Scan the listing below for the string "admit" and copy each line where it turns up.

────────

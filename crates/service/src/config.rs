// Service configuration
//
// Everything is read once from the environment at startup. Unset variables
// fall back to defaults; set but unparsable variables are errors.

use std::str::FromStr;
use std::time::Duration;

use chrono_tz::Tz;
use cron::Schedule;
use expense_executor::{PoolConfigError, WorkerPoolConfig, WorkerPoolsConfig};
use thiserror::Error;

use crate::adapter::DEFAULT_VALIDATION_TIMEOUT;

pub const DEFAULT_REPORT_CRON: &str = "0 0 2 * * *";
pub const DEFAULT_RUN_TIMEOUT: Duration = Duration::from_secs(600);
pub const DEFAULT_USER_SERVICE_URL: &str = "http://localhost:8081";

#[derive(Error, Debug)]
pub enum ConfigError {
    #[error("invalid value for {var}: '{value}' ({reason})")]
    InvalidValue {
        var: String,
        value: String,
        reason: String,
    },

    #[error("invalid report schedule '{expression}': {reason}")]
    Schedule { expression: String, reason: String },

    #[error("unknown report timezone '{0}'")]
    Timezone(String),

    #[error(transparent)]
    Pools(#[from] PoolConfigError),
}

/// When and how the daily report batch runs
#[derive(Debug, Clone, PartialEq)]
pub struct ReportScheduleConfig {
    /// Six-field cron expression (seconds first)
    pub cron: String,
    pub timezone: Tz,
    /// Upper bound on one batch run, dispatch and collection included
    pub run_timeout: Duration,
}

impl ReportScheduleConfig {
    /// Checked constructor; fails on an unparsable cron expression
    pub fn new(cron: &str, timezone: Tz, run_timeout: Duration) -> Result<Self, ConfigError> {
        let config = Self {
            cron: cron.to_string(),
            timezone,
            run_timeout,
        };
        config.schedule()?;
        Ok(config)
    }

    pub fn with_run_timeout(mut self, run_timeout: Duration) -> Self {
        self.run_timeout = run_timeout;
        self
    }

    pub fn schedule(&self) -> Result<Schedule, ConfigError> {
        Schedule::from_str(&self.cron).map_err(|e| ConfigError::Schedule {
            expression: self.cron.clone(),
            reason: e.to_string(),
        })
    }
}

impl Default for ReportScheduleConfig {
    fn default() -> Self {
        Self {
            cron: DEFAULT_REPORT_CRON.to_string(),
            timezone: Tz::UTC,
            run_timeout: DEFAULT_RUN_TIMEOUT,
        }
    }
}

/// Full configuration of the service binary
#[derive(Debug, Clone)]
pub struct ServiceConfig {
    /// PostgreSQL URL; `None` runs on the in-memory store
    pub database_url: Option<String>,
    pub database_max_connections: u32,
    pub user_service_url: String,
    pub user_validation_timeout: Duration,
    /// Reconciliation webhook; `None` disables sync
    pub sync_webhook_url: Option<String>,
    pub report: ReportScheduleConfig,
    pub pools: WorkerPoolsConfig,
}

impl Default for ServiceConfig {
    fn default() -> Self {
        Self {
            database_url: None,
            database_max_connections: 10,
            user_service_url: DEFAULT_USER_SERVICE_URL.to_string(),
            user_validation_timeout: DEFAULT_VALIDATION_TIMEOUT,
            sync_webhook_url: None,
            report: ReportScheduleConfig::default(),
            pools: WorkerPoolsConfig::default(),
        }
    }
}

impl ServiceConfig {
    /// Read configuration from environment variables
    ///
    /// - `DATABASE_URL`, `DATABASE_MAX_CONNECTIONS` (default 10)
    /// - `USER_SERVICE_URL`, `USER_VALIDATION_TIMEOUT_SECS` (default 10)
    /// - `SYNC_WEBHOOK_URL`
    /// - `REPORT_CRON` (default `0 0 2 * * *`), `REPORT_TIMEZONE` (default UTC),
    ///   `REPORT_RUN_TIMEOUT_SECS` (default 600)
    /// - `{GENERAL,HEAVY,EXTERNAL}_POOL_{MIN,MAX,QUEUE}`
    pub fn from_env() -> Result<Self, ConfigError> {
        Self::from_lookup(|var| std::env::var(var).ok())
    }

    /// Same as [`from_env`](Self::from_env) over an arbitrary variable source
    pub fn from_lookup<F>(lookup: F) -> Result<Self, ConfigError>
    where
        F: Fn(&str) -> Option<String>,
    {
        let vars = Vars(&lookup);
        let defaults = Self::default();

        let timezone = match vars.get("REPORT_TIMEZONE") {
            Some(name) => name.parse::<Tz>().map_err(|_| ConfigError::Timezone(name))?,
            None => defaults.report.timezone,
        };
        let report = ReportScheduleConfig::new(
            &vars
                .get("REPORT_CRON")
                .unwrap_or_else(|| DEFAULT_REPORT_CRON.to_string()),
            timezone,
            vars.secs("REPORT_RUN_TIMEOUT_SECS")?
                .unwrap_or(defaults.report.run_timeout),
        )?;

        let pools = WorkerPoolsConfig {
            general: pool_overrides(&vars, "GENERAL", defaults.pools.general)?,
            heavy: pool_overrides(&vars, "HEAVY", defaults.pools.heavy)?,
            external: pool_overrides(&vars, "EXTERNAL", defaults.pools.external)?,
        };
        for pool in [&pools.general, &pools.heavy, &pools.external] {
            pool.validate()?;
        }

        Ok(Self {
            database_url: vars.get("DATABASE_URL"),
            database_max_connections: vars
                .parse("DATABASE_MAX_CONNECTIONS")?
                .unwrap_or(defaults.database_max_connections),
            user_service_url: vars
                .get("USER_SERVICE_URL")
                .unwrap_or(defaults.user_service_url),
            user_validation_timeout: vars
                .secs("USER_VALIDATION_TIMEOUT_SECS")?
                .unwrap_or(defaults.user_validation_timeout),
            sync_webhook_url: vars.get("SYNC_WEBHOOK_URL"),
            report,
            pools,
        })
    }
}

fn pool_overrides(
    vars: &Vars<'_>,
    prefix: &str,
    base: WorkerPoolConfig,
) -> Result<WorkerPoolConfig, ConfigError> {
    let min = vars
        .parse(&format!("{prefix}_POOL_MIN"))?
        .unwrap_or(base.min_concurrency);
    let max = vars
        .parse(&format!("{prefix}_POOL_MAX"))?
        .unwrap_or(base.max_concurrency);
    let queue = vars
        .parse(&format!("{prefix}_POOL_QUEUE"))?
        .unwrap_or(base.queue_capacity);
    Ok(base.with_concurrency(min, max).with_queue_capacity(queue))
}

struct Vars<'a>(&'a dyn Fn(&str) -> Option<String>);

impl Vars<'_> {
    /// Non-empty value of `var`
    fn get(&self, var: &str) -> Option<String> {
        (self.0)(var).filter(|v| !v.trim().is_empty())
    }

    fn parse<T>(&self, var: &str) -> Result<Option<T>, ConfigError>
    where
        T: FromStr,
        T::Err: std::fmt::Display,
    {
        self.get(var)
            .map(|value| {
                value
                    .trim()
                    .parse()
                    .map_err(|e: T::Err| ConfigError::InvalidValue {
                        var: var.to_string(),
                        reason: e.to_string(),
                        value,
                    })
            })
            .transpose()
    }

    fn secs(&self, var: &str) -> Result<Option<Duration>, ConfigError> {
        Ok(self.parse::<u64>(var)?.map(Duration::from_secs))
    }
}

────────

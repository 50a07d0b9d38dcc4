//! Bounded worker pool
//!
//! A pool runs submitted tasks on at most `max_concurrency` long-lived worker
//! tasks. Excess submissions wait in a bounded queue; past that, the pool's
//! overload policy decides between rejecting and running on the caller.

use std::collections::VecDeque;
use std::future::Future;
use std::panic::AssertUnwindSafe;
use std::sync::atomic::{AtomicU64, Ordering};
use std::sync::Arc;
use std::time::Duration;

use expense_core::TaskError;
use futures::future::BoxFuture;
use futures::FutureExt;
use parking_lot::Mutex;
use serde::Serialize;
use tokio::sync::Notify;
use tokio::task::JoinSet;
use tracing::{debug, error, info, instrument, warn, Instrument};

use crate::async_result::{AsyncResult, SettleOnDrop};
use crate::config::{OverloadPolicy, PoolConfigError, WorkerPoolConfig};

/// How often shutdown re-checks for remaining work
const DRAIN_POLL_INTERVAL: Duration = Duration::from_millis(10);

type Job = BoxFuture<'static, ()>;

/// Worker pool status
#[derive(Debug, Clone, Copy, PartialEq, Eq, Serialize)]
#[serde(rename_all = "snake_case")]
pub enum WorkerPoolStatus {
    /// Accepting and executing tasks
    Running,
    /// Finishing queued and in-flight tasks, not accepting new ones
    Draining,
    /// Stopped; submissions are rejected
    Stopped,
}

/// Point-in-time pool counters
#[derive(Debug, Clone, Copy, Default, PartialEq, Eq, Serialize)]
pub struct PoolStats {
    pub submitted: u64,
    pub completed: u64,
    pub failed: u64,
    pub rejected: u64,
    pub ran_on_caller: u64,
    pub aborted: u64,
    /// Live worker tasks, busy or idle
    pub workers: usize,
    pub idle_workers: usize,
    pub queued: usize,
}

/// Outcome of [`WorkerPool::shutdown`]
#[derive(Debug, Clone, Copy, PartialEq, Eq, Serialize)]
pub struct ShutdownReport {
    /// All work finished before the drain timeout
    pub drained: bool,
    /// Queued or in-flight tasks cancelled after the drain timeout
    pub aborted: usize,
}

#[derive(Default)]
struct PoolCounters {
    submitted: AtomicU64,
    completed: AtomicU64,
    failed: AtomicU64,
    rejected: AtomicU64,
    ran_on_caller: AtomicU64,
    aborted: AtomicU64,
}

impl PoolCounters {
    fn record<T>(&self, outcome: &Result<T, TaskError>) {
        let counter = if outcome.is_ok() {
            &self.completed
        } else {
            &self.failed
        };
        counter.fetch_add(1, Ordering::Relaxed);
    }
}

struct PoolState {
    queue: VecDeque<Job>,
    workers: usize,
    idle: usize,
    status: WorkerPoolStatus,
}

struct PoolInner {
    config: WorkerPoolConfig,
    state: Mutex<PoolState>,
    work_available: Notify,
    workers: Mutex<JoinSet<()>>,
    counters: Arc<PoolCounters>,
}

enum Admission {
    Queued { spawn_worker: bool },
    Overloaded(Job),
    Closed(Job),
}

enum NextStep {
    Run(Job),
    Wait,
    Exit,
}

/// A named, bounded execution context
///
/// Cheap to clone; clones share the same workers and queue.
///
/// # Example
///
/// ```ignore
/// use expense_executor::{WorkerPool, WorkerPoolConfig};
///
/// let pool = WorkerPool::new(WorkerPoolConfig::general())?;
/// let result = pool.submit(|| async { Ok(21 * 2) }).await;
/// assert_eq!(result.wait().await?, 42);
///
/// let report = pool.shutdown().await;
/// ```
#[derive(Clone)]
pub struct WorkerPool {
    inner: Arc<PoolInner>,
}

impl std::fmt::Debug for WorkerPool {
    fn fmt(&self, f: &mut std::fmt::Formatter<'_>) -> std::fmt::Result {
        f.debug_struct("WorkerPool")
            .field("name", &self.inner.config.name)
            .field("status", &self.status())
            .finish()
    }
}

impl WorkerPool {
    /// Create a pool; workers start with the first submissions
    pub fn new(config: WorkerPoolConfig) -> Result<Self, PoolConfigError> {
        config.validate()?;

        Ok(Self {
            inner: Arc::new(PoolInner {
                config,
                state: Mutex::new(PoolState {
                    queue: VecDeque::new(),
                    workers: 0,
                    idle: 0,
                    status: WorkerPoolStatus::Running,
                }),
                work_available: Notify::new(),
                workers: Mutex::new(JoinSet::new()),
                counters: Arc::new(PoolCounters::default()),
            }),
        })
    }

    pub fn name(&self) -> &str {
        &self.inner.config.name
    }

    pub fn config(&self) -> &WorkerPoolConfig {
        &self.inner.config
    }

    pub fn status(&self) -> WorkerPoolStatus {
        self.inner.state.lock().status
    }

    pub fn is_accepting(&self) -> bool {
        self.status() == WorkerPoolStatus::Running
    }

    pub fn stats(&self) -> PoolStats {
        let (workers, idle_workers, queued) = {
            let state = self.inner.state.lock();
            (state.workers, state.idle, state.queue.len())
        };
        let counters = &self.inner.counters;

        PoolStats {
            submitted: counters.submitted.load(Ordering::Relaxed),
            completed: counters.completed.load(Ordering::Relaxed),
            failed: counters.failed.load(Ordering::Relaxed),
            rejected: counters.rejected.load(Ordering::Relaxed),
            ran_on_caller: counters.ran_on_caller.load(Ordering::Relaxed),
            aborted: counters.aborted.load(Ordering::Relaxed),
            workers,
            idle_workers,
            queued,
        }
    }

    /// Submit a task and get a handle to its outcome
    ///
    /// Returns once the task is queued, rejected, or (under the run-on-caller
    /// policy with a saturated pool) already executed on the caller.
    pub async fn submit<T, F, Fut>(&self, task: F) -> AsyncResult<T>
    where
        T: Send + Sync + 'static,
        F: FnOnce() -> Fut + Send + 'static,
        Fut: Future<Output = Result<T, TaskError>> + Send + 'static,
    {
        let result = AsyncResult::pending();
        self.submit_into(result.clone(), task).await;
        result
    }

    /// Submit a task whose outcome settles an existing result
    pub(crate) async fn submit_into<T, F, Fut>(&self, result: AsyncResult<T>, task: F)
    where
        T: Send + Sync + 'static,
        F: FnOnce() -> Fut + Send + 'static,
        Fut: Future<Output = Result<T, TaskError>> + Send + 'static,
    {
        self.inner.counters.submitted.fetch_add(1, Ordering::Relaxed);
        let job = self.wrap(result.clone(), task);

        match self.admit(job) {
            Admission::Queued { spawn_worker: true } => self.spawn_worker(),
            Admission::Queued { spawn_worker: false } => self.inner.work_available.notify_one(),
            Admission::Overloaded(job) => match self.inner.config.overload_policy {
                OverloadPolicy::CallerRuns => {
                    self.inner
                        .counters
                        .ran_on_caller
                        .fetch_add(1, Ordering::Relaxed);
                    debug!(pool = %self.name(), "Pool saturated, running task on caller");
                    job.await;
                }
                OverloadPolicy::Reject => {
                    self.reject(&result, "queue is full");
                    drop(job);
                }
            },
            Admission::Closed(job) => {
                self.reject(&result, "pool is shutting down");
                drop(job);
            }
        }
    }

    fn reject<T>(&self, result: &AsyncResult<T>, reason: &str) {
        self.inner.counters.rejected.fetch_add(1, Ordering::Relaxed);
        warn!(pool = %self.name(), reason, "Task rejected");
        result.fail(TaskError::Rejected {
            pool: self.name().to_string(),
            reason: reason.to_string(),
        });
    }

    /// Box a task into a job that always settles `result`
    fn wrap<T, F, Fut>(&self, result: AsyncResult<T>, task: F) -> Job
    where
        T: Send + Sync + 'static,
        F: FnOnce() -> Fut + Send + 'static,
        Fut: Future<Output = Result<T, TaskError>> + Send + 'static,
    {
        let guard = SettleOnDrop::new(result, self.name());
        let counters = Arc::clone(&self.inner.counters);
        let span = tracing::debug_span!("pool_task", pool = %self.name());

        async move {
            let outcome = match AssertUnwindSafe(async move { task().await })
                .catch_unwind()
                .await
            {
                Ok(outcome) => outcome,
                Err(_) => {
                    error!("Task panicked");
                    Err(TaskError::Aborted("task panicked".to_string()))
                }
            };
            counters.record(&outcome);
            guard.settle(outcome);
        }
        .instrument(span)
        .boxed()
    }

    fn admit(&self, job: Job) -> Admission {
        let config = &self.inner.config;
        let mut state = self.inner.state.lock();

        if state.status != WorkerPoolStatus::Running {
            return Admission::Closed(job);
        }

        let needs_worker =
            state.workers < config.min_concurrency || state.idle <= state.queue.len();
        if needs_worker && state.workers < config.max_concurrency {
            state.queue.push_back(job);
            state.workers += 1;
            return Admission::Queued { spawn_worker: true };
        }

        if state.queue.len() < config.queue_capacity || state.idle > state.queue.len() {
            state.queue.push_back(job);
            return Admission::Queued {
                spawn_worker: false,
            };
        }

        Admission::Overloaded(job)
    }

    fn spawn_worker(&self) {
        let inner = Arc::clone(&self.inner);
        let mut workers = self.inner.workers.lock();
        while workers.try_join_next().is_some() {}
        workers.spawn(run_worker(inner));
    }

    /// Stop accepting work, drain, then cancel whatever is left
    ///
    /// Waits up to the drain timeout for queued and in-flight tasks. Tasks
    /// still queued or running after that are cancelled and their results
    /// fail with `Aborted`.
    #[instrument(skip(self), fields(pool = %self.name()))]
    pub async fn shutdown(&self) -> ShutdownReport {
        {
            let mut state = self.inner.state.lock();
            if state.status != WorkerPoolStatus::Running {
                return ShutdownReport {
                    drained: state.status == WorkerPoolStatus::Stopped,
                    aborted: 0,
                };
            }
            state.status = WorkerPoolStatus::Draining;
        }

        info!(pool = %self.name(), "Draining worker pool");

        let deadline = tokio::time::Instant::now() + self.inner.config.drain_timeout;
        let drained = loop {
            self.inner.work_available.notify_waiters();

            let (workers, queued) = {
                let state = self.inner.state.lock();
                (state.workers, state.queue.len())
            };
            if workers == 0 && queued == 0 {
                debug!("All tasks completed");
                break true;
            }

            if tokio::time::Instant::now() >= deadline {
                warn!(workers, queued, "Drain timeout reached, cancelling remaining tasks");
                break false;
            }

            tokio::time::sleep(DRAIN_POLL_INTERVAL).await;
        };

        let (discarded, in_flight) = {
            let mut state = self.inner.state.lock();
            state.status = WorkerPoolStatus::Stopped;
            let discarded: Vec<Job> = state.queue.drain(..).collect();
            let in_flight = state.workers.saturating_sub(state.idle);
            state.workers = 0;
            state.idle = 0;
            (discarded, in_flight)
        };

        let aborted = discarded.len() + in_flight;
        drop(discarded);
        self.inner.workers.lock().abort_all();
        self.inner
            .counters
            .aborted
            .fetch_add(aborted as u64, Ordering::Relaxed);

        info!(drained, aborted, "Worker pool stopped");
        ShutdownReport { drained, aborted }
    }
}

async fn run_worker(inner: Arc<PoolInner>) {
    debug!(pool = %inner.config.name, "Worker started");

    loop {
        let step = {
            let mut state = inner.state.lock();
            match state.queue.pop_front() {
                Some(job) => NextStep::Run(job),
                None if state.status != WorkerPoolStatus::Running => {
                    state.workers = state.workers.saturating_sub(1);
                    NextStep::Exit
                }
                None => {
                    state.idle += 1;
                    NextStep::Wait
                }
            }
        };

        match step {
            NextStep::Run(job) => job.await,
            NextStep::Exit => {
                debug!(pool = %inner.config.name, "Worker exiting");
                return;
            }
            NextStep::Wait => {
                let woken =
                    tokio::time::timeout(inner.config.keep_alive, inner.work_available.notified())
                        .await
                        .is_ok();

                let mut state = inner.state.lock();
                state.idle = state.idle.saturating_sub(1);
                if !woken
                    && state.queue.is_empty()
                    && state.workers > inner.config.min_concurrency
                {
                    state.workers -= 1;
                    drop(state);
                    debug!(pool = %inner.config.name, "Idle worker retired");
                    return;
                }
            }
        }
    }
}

────────

> **ANSWER TO THIS TASK**:
        match self.admit(job) {
    fn admit(&self, job: Job) -> Admission {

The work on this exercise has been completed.